Task to carry out: Which lines in the records below hold the word "main"? Copy each of them.

Data extract:
----------

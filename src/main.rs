//! interlock-fixtures main entrypoint.

use interlock_fixtures::run;
use interlock_fixtures::ui::messages::error;

fn main() {
    if let Err(e) = run() {
        error(format!("Error: {}", e));
        std::process::exit(1);
    }
}
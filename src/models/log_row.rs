use chrono::NaiveDateTime;
use serde::{Deserialize, Serialize, Serializer};

pub const TIMESTAMP_FORMAT: &str = "%Y-%m-%d %H:%M:%S";

/// CSV header, in column order.
pub const HEADERS: [&str; 6] = [
    "timestamp",
    "alcoholLevel",
    "testResult",
    "deviceStatus",
    "gpsLocation",
    "notes",
];

#[derive(Debug, Clone, Copy, PartialEq, Eq, Serialize, Deserialize)]
#[serde(rename_all = "UPPERCASE")]
pub enum TestResult {
    Pass,
    Fail,
    Skip,
}

#[derive(Debug, Clone, Copy, PartialEq, Eq, Serialize, Deserialize)]
#[serde(rename_all = "UPPERCASE")]
pub enum DeviceStatus {
    Normal,
    Tampering,
    Bypass,
}

/// One reading of the interlock device, one CSV record.
#[derive(Debug, Clone, PartialEq, Serialize, Deserialize)]
#[serde(rename_all = "camelCase")]
pub struct LogRow {
    #[serde(with = "timestamp_format")]
    pub timestamp: NaiveDateTime,
    #[serde(serialize_with = "two_decimals")]
    pub alcohol_level: f64,
    pub test_result: TestResult,
    pub device_status: DeviceStatus,
    pub gps_location: String,
    pub notes: String,
}

impl LogRow {
    /// PASS / NORMAL / 0.00 row.
    pub fn pass(timestamp: NaiveDateTime, gps: &str, notes: impl Into<String>) -> Self {
        Self {
            timestamp,
            alcohol_level: 0.0,
            test_result: TestResult::Pass,
            device_status: DeviceStatus::Normal,
            gps_location: gps.to_string(),
            notes: notes.into(),
        }
    }

    /// Alcohol level as written in the CSV (`0.00`).
    pub fn alcohol_str(&self) -> String {
        format!("{:.2}", self.alcohol_level)
    }
}

fn two_decimals<S: Serializer>(value: &f64, s: S) -> Result<S::Ok, S::Error> {
    s.serialize_str(&format!("{value:.2}"))
}

mod timestamp_format {
    use super::TIMESTAMP_FORMAT;
    use chrono::NaiveDateTime;
    use serde::{Deserialize, Deserializer, Serializer};

    pub fn serialize<S: Serializer>(ts: &NaiveDateTime, s: S) -> Result<S::Ok, S::Error> {
        s.serialize_str(&ts.format(TIMESTAMP_FORMAT).to_string())
    }

    pub fn deserialize<'de, D: Deserializer<'de>>(d: D) -> Result<NaiveDateTime, D::Error> {
        let raw = String::deserialize(d)?;
        NaiveDateTime::parse_from_str(&raw, TIMESTAMP_FORMAT).map_err(serde::de::Error::custom)
    }
}
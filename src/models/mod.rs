pub mod anomaly;
pub mod gps;
pub mod log_row;
pub mod scenario;

pub use anomaly::AnomalyType;
pub use log_row::{DeviceStatus, LogRow, TestResult};
pub use scenario::Scenario;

----------

Answer for this exercise:
filename src/main.rs
//! interlock-fixtures main entrypoint.
fn main() {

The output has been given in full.